Signed by the Vikings in March on a one-year, $10 million deal, Darnold — starting over injured rookie J.J. McCarthy, who underwent surgery for his meniscus during preseason — helped lead Minnesota to a 14-3 regular season record that boasted a nine-game win streak.
Entering the final stretch of Minnesota’s 2024 campaign, speculation began to mount as to whether Darnold — long regarded as a bust after failing to live up to expectations as the Jets’ No. 3 pick in 2018 — would be part of the Vikings’ future and further, what kind of monster contract did he play himself into.
The bubble burst just days into the new year when the Vikings faced the Lions in the regular-season finale with the NFC’s top seed and a first-round bye on the line.
Darnold went 18 of 41 for 166 yards and zero touchdowns in the 31-9 loss to the Lions on Jan. 5, when he was also sacked twice.

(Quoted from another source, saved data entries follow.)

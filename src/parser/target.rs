use std::fmt;
use std::sync::LazyLock;

use regex::Regex;

use crate::feed::LocationKind;

/// `.../comments/<post>[/<slug>[/<reply>]][/]`, nothing after.
static TARGET_URL: LazyLock<Regex> = LazyLock::new(|| {
    Regex::new(r"^https?://\S+/comments/(\w+)(?:/\w+/?(\w+)?)?/?$").expect("valid target pattern")
});

/// The post, or the reply within a post, a poll request points at.
#[derive(Debug, Clone, PartialEq, Eq, Hash)]
pub struct TargetLocation {
    pub post_id: String,
    pub reply_id: Option<String>,
}

impl TargetLocation {
    /// Decompose a permalink. Returns `None` for anything that is not a
    /// post or reply URL.
    pub fn from_url(url: &str) -> Option<Self> {
        let caps = TARGET_URL.captures(url)?;
        Some(Self {
            post_id: caps.get(1)?.as_str().to_string(),
            reply_id: caps.get(2).map(|m| m.as_str().to_string()),
        })
    }

    pub fn kind(&self) -> LocationKind {
        match self.reply_id {
            Some(_) => LocationKind::Reply,
            None => LocationKind::Post,
        }
    }

    /// Channel-wide id of the target: `t3_<post>` or `t1_<reply>`.
    /// This is what polls are keyed on as their request location.
    pub fn location_id(&self) -> String {
        match &self.reply_id {
            Some(reply) => format!("t1_{reply}"),
            None => format!("t3_{}", self.post_id),
        }
    }
}

impl fmt::Display for TargetLocation {
    fn fmt(&self, f: &mut fmt::Formatter<'_>) -> fmt::Result {
        f.write_str(&self.location_id())
    }
}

Despite the Vikings officially turning the page to the playoffs, the ghost of Week 18 came back to haunt Darnold on Monday night, when the quarterback tossed one touchdown, one interception and was sacked nine times in the season-ending 27-9 defeat.
“They were just better than us today,” Darnold said postgame. “I left a couple throws out there that I could be better on, especially early in the game. … Just too many mistakes.”

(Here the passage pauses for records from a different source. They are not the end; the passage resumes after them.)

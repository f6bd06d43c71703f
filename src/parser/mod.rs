//! Poll request detection.
//!
//! A request is recognised by two independent productions over the raw
//! text:
//!
//! - the *title block*: an `http(s)://` URL, whitespace, a title running up
//!   to the first `?`, a line break, then at least one bullet line. Only
//!   the first line holding a title block counts, and on that line the last
//!   URL that starts one wins.
//! - the *option bullets*: every line starting with `-`, `*` or `+` and
//!   carrying content, anywhere in the text, in document order, capped at
//!   [`MAX_OPTIONS`].
//!
//! The target is found separately: the first URL in the text, followed by
//! whitespace, that decomposes into a [`TargetLocation`]. It need not be the
//! title block's URL. Any failure yields `None`; nothing here returns an
//! error.

pub mod target;

pub use target::TargetLocation;

use crate::consts::MAX_OPTIONS;

/// A poll request pulled out of free-form text.
#[derive(Debug, Clone, PartialEq, Eq)]
pub struct Candidate {
    /// The post or reply URL the target was taken from.
    pub url: String,
    pub title: String,
    /// Where the poll should be posted.
    pub target: TargetLocation,
    /// Option texts; the position is the option index.
    pub options: Vec<String>,
}

/// URL and title captured by the title-block production.
#[derive(Debug, Clone, Copy, PartialEq, Eq)]
pub struct TitleBlock<'a> {
    pub url: &'a str,
    pub title: &'a str,
}

/// Extract a poll request from `text`, if it holds one.
pub fn extract(text: &str) -> Option<Candidate> {
    let Some(block) = title_block(text) else {
        tracing::trace!("no poll request title block");
        return None;
    };

    let options = option_bullets(text);
    if options.is_empty() {
        tracing::debug!(url = block.url, "poll request without options");
        return None;
    }

    let Some((url, target)) = first_target(text) else {
        tracing::debug!(url = block.url, "poll request without a post or reply URL");
        return None;
    };

    let title = block.title.split_whitespace().collect::<Vec<_>>().join(" ");
    tracing::info!(url, %title, options = options.len(), "found poll request");

    Some(Candidate {
        url: url.to_string(),
        title,
        target,
        options,
    })
}

/// Title block of the first line that starts one. When several URLs on
/// that line start a block, the last of them is taken.
pub fn title_block(text: &str) -> Option<TitleBlock<'_>> {
    let mut found = url_starts(text).filter_map(|start| {
        title_block_at(&text[start..]).map(|block| (start, block))
    });
    let (first, mut block) = found.next()?;
    let line_end = text[first..].find('\n').map_or(text.len(), |i| first + i);
    for (start, later) in found {
        if start >= line_end {
            break;
        }
        block = later;
    }
    Some(block)
}

/// First whitespace-terminated URL in `text` naming a post or reply.
fn first_target(text: &str) -> Option<(&str, TargetLocation)> {
    url_starts(text).find_map(|start| {
        let rest = &text[start..];
        let url = &rest[..rest.find(char::is_whitespace)?];
        TargetLocation::from_url(url).map(|target| (url, target))
    })
}

/// Byte offsets of every `http://` or `https://` in `text`.
fn url_starts(text: &str) -> impl Iterator<Item = usize> + '_ {
    text.match_indices("http")
        .map(|(start, _)| start)
        .filter(|&start| {
            let rest = &text[start..];
            rest.starts_with("http://") || rest.starts_with("https://")
        })
}

fn title_block_at(rest: &str) -> Option<TitleBlock<'_>> {
    let scheme_len = if rest.starts_with("https://") { 8 } else { 7 };
    let url_len = rest.find(char::is_whitespace)?;
    if url_len <= scheme_len {
        return None;
    }
    let url = &rest[..url_len];

    let tail = rest[url_len..].trim_start();
    let question = tail.find('?')?;
    let title = tail[..=question].trim_end();
    if title.len() < 2 {
        return None;
    }

    let after_title = tail[question + 1..].trim_start_matches([' ', '\t', '\r']);
    if !after_title.starts_with('\n') {
        return None;
    }
    let first_line = after_title.trim_start().lines().next()?;
    bullet(first_line)?;

    Some(TitleBlock { url, title })
}

/// Every bullet line in `text`, in order, capped at [`MAX_OPTIONS`].
pub fn option_bullets(text: &str) -> Vec<String> {
    text.lines()
        .filter_map(bullet)
        .take(MAX_OPTIONS)
        .map(str::to_string)
        .collect()
}

/// Content of a bullet line, or `None` if the line is not one.
fn bullet(line: &str) -> Option<&str> {
    let line = line.trim_start_matches([' ', '\t']);
    let rest = line.strip_prefix(['-', '*', '+'])?;
    if !rest.starts_with([' ', '\t']) {
        return None;
    }
    let content = rest.trim();
    (!content.is_empty()).then_some(content)
}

Although these final two games certainly cast a shadow on Darnold’s otherwise bright tenure in Minnesota, coach Kevin O’Connell stressed the 27-year-old’s full “body of work.”
“It’s very important we all think about Sam’s body of work, what he was able to do this year, when not very many people thought he would be able to lead a team to 14 wins,” O’Connell said. “It did not work out in the end, and I think Sam would be the first one to tell you. Could he have played better tonight? I’m sure he would tell you he could have. … Sam, and the journey him and I went on this year, will always be something that’s a special place in my heart, for sure.”
Darnold, whose career also included stops in Carolina and San Francisco, is one of several veteran free-agent signal-callers hitting the market this spring.
It remains to be seen if the quarterback-needy teams holding the highest numbers in this year’s draft — the тιтans, Browns and Giants — will choose from a lukewarm class at the position or pay for the experience a quarterback such as Darnold has to offer.